TASK INPUT:
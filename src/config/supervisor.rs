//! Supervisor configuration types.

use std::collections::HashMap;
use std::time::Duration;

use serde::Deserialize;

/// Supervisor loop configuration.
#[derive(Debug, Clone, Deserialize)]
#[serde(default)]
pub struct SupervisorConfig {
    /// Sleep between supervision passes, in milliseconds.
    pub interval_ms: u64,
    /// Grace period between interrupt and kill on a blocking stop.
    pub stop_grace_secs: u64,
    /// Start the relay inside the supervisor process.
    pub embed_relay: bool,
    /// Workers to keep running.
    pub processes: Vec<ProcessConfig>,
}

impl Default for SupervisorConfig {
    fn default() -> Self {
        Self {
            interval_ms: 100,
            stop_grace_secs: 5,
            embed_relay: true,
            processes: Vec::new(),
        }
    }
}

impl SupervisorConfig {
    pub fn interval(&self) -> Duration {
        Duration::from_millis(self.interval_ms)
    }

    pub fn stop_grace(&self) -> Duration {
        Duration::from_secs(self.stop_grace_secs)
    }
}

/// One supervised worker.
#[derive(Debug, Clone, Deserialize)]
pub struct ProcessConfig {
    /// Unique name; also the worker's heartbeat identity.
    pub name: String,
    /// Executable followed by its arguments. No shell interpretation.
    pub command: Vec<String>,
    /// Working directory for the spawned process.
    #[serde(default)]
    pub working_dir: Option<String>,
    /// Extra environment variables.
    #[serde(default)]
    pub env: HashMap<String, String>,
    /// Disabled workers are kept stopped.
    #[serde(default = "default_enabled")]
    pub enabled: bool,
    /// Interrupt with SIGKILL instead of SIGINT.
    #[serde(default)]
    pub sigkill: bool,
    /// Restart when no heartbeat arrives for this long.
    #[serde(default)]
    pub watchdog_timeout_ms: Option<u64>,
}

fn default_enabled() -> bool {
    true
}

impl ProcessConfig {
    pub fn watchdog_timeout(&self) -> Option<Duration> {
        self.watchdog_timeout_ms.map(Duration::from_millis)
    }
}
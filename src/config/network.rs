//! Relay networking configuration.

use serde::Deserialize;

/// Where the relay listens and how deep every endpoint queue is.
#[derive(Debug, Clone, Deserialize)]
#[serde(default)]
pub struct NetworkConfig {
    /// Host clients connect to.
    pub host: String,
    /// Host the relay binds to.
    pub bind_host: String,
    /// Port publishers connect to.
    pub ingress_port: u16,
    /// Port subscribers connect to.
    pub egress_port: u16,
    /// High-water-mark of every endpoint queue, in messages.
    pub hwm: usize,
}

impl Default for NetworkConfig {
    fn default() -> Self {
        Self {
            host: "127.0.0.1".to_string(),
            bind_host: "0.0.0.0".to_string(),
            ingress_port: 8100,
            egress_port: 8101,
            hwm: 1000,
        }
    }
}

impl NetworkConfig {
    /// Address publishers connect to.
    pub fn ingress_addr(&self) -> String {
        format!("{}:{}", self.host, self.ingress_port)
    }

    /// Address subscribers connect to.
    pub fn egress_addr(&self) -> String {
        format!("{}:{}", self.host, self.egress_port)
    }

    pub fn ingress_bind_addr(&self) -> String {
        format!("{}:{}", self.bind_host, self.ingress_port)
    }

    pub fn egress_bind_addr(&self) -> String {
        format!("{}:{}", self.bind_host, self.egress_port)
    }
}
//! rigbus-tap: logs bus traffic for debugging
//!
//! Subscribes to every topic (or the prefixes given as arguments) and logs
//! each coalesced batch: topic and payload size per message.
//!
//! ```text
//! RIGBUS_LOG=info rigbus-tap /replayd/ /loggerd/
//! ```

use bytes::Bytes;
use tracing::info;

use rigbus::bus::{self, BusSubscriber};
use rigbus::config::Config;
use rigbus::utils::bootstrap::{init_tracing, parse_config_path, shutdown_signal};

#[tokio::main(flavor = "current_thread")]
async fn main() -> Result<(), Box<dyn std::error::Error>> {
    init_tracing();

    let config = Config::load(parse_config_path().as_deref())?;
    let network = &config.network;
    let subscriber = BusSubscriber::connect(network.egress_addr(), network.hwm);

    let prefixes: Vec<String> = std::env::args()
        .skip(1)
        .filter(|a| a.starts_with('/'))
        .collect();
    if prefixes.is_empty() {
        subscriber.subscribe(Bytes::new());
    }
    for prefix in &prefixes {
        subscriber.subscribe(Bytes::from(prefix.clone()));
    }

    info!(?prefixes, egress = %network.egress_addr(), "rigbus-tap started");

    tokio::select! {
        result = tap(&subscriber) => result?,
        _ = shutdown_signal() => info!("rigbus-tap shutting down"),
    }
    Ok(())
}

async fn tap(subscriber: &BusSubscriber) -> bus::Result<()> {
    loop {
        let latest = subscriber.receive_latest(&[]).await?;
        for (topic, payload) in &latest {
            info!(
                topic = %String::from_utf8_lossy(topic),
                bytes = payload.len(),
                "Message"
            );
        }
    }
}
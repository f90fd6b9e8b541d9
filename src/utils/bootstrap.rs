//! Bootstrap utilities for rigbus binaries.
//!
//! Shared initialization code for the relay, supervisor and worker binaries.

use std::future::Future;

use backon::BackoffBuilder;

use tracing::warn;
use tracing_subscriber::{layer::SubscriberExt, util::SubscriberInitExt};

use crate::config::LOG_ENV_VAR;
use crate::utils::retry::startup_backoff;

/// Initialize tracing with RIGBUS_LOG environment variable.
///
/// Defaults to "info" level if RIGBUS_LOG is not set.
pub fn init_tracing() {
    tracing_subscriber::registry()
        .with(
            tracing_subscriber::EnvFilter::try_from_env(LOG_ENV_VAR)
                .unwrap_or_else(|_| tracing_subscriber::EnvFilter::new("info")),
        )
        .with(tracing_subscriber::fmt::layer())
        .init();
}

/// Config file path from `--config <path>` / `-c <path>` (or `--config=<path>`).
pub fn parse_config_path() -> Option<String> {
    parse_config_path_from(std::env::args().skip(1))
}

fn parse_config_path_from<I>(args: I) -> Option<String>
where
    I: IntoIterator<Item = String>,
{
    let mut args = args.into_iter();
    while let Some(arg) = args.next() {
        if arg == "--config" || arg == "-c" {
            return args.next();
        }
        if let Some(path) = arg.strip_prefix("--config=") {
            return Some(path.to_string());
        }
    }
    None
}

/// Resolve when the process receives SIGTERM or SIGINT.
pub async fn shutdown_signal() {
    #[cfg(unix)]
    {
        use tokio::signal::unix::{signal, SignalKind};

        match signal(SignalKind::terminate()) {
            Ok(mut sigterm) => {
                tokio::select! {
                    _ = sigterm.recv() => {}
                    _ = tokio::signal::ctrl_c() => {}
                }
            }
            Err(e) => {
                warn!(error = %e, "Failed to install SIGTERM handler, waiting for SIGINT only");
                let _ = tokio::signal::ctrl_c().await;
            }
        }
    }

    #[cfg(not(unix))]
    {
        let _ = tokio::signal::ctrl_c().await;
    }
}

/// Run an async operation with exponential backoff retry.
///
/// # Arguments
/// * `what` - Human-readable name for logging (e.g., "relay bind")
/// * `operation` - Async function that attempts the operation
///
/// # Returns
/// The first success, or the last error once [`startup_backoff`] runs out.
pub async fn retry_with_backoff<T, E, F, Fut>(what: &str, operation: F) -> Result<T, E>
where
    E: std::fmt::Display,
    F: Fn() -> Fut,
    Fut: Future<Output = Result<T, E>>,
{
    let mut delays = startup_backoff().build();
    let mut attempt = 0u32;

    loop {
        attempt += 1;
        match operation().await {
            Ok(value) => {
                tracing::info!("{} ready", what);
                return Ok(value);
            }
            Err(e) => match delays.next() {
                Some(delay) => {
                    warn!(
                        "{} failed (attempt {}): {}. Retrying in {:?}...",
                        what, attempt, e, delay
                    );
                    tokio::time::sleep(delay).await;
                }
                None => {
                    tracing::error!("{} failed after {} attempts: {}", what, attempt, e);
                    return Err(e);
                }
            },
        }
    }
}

PROBLEM TO WORK ON: For every record above, print an exact copy.

RESULT OF THE TASK:
filename src/config/supervisor.rs
//! Supervisor configuration types.

use std::collections::HashMap;
use std::time::Duration;

use serde::Deserialize;

/// Supervisor loop configuration.
#[derive(Debug, Clone, Deserialize)]
#[serde(default)]
pub struct SupervisorConfig {
    /// Sleep between supervision passes, in milliseconds.
    pub interval_ms: u64,
    /// Grace period between interrupt and kill on a blocking stop.
    pub stop_grace_secs: u64,
    /// Start the relay inside the supervisor process.
    pub embed_relay: bool,
    /// Workers to keep running.
    pub processes: Vec<ProcessConfig>,
}

impl Default for SupervisorConfig {
    fn default() -> Self {
        Self {
            interval_ms: 100,
            stop_grace_secs: 5,
            embed_relay: true,
            processes: Vec::new(),
        }
    }
}

impl SupervisorConfig {
    pub fn interval(&self) -> Duration {
        Duration::from_millis(self.interval_ms)
    }

    pub fn stop_grace(&self) -> Duration {
        Duration::from_secs(self.stop_grace_secs)
    }
}

/// One supervised worker.
#[derive(Debug, Clone, Deserialize)]
pub struct ProcessConfig {
    /// Unique name; also the worker's heartbeat identity.
    pub name: String,
    /// Executable followed by its arguments. No shell interpretation.
    pub command: Vec<String>,
    /// Working directory for the spawned process.
    #[serde(default)]
    pub working_dir: Option<String>,
    /// Extra environment variables.
    #[serde(default)]
    pub env: HashMap<String, String>,
    /// Disabled workers are kept stopped.
    #[serde(default = "default_enabled")]
    pub enabled: bool,
    /// Interrupt with SIGKILL instead of SIGINT.
    #[serde(default)]
    pub sigkill: bool,
    /// Restart when no heartbeat arrives for this long.
    #[serde(default)]
    pub watchdog_timeout_ms: Option<u64>,
}

fn default_enabled() -> bool {
    true
}

impl ProcessConfig {
    pub fn watchdog_timeout(&self) -> Option<Duration> {
        self.watchdog_timeout_ms.map(Duration::from_millis)
    }
}
filename src/config/network.rs
//! Relay networking configuration.

use serde::Deserialize;

/// Where the relay listens and how deep every endpoint queue is.
#[derive(Debug, Clone, Deserialize)]
#[serde(default)]
pub struct NetworkConfig {
    /// Host clients connect to.
    pub host: String,
    /// Host the relay binds to.
    pub bind_host: String,
    /// Port publishers connect to.
    pub ingress_port: u16,
    /// Port subscribers connect to.
    pub egress_port: u16,
    /// High-water-mark of every endpoint queue, in messages.
    pub hwm: usize,
}

impl Default for NetworkConfig {
    fn default() -> Self {
        Self {
            host: "127.0.0.1".to_string(),
            bind_host: "0.0.0.0".to_string(),
            ingress_port: 8100,
            egress_port: 8101,
            hwm: 1000,
        }
    }
}

impl NetworkConfig {
    /// Address publishers connect to.
    pub fn ingress_addr(&self) -> String {
        format!("{}:{}", self.host, self.ingress_port)
    }

    /// Address subscribers connect to.
    pub fn egress_addr(&self) -> String {
        format!("{}:{}", self.host, self.egress_port)
    }

    pub fn ingress_bind_addr(&self) -> String {
        format!("{}:{}", self.bind_host, self.ingress_port)
    }

    pub fn egress_bind_addr(&self) -> String {
        format!("{}:{}", self.bind_host, self.egress_port)
    }
}
//! rigbus-tap: logs bus traffic for debugging
//!
//! Subscribes to every topic (or the prefixes given as arguments) and logs
//! each coalesced batch: topic and payload size per message.
//!
//! ```text
//! RIGBUS_LOG=info rigbus-tap /replayd/ /loggerd/
//! ```

use bytes::Bytes;
use tracing::info;

use rigbus::bus::{self, BusSubscriber};
use rigbus::config::Config;
use rigbus::utils::bootstrap::{init_tracing, parse_config_path, shutdown_signal};

#[tokio::main(flavor = "current_thread")]
async fn main() -> Result<(), Box<dyn std::error::Error>> {
    init_tracing();

    let config = Config::load(parse_config_path().as_deref())?;
    let network = &config.network;
    let subscriber = BusSubscriber::connect(network.egress_addr(), network.hwm);

    let prefixes: Vec<String> = std::env::args()
        .skip(1)
        .filter(|a| a.starts_with('/'))
        .collect();
    if prefixes.is_empty() {
        subscriber.subscribe(Bytes::new());
    }
    for prefix in &prefixes {
        subscriber.subscribe(Bytes::from(prefix.clone()));
    }

    info!(?prefixes, egress = %network.egress_addr(), "rigbus-tap started");

    tokio::select! {
        result = tap(&subscriber) => result?,
        _ = shutdown_signal() => info!("rigbus-tap shutting down"),
    }
    Ok(())
}

async fn tap(subscriber: &BusSubscriber) -> bus::Result<()> {
    loop {
        let latest = subscriber.receive_latest(&[]).await?;
        for (topic, payload) in &latest {
            info!(
                topic = %String::from_utf8_lossy(topic),
                bytes = payload.len(),
                "Message"
            );
        }
    }
}
repository f90fd6b9e8b541d9
filename src/utils/bootstrap.rs
//! Bootstrap utilities for rigbus binaries.
//!
//! Shared initialization code for the relay, supervisor and worker binaries.

use std::future::Future;

use backon::BackoffBuilder;

use tracing::warn;
use tracing_subscriber::{layer::SubscriberExt, util::SubscriberInitExt};

use crate::config::LOG_ENV_VAR;
use crate::utils::retry::startup_backoff;

/// Initialize tracing with RIGBUS_LOG environment variable.
///
/// Defaults to "info" level if RIGBUS_LOG is not set.
pub fn init_tracing() {
    tracing_subscriber::registry()
        .with(
            tracing_subscriber::EnvFilter::try_from_env(LOG_ENV_VAR)
                .unwrap_or_else(|_| tracing_subscriber::EnvFilter::new("info")),
        )
        .with(tracing_subscriber::fmt::layer())
        .init();
}

/// Config file path from `--config <path>` / `-c <path>` (or `--config=<path>`).
pub fn parse_config_path() -> Option<String> {
    parse_config_path_from(std::env::args().skip(1))
}

fn parse_config_path_from<I>(args: I) -> Option<String>
where
    I: IntoIterator<Item = String>,
{
    let mut args = args.into_iter();
    while let Some(arg) = args.next() {
        if arg == "--config" || arg == "-c" {
            return args.next();
        }
        if let Some(path) = arg.strip_prefix("--config=") {
            return Some(path.to_string());
        }
    }
    None
}

/// Resolve when the process receives SIGTERM or SIGINT.
pub async fn shutdown_signal() {
    #[cfg(unix)]
    {
        use tokio::signal::unix::{signal, SignalKind};

        match signal(SignalKind::terminate()) {
            Ok(mut sigterm) => {
                tokio::select! {
                    _ = sigterm.recv() => {}
                    _ = tokio::signal::ctrl_c() => {}
                }
            }
            Err(e) => {
                warn!(error = %e, "Failed to install SIGTERM handler, waiting for SIGINT only");
                let _ = tokio::signal::ctrl_c().await;
            }
        }
    }

    #[cfg(not(unix))]
    {
        let _ = tokio::signal::ctrl_c().await;
    }
}

/// Run an async operation with exponential backoff retry.
///
/// # Arguments
/// * `what` - Human-readable name for logging (e.g., "relay bind")
/// * `operation` - Async function that attempts the operation
///
/// # Returns
/// The first success, or the last error once [`startup_backoff`] runs out.
pub async fn retry_with_backoff<T, E, F, Fut>(what: &str, operation: F) -> Result<T, E>
where
    E: std::fmt::Display,
    F: Fn() -> Fut,
    Fut: Future<Output = Result<T, E>>,
{
    let mut delays = startup_backoff().build();
    let mut attempt = 0u32;

    loop {
        attempt += 1;
        match operation().await {
            Ok(value) => {
                tracing::info!("{} ready", what);
                return Ok(value);
            }
            Err(e) => match delays.next() {
                Some(delay) => {
                    warn!(
                        "{} failed (attempt {}): {}. Retrying in {:?}...",
                        what, attempt, e, delay
                    );
                    tokio::time::sleep(delay).await;
                }
                None => {
                    tracing::error!("{} failed after {} attempts: {}", what, attempt, e);
                    return Err(e);
                }
            },
        }
    }
}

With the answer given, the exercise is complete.